Growth forecasts remain optimistic: Compound annual growth rate (CAGR) for e-commerce is projected at 32 per cent, from $5.5 billion in 2015 to $88 billion in 2025. Meanwhile, m-commerce growth is forecast to hit $6 trillion by 2021, the eMarketer report says. PayPal Holdings, as a leading operator of global online payment system, will continue to benefit from the anticipated growth, and Dr. Mahadevan thinks ubiquity is a key factor.
A wide range of products helps ensure ubiquity. In Asia Pacific, PayPal covers the markets with PayPal.Me, One Touch, and Xoom. It offers Travel Cancellation Protection in Singapore, Express Checkout in Singapore and Thailand, PayPal.Me for Business in Singapore, Thailand and the Philippines, and Braintree in Singapore, Australia and India.
In the first quarter of 2018, PayPal processed approximately $49 billion in mobile payment volume, which represents a 52 per cent year-on-year growth. With growth hinged on m-commerce, it recently launched One Touch, its checkout experience that enables consumers to make payments without logging into PayPal or filling out billing information. The product was very well received that within a quarter following its release, 8.6 million merchants were offering it.
PayPal monetizes transaction processing by charging corresponding fees. It supports online money transfers as an electronic alternative to paper-based cheques and money orders. “When you go to a restaurant and give them your credit card, the staff swipes and the merchant, in this case the restaurant, pays the card company about two to four per cent of the transaction. In our case, we don’t charge any fixed fees, any upfront fees – you literally pay as you go. If you make one transaction you pay us anywhere from two to four per cent of the transaction. That’s our revenue. Given an annual transaction amounting to $451 billion – you look at about 3 per cent being the average take rate – that’s about $12 billion to $15 billion of revenue that we make,” Dr. Mahadevan illustrates.
“The opportunity is really to replace ‘cash’, and so we actually see this business is just starting—we are just getting started,” Dr. Mahadevan says. “Right now, the limit is digitization. Our CEO (Mr. Dan Schulman) said ‘we are about democratizing money’. Everybody needs to have the ability to access and move money at the lowest possible cost.” Cash remains dominant in everyday life, and the opportunity for a company like PayPal is in the digitization of cash. “The digitization movement is accelerating,” Dr. Mahadevan observes. “The Indian government went for demonitization two years ago, and the Singapore government is kind of pushing for digitization of cash pretty much everywhere. A lot of countries in Northern Europe have already obliterated the use of cheques.”

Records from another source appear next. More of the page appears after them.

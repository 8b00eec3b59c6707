use std::io::Write;

use clap::CommandFactory;
use clap_complete::{Shell, generate};

/// Write the completion script for `shell` to `out`.
pub fn write_completions(shell: Shell, out: &mut dyn Write) {
    let mut cmd = crate::cli::Cli::command();
    let bin_name = cmd.get_name().to_string();
    generate(shell, &mut cmd, bin_name, out);
}

#[cfg(test)]
mod tests {
    use super::*;

    #[test]
    fn test_generates_output() {
        let mut buf = Vec::new();
        write_completions(Shell::Zsh, &mut buf);
        let script = String::from_utf8_lossy(&buf);
        assert!(script.contains("dockdb"));
        assert!(script.contains("--non-interactive"));
    }
}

PayPal is also looking into adjacency expansions of other companies. “If we find synergies in what they are doing, we entertain the idea of acquiring them,” Dr. Mahadevan confirms. In the last quarter, PayPal made four acquisitions and multiple investments in company adjacencies. One such company is iZettle, which PayPal acquired for about $2.2 billion.
“They approach small businesses in countries in Europe and Latin America, and offer them offline devices to accept payments,” he elaborates. “They have a very clear plan for enabling easy card processing for people in store.” Following the acquisition, PayPal can now offer iZettle merchants integrated online products, including social media platforms. They can also offer their own predominantly online merchants an offline solution. PayPal gains access to iZettle’s distribution capability without building the platforms. “It helps us provide a portfolio of solutions to customer segments we’re targeting in a very thoughtful way.”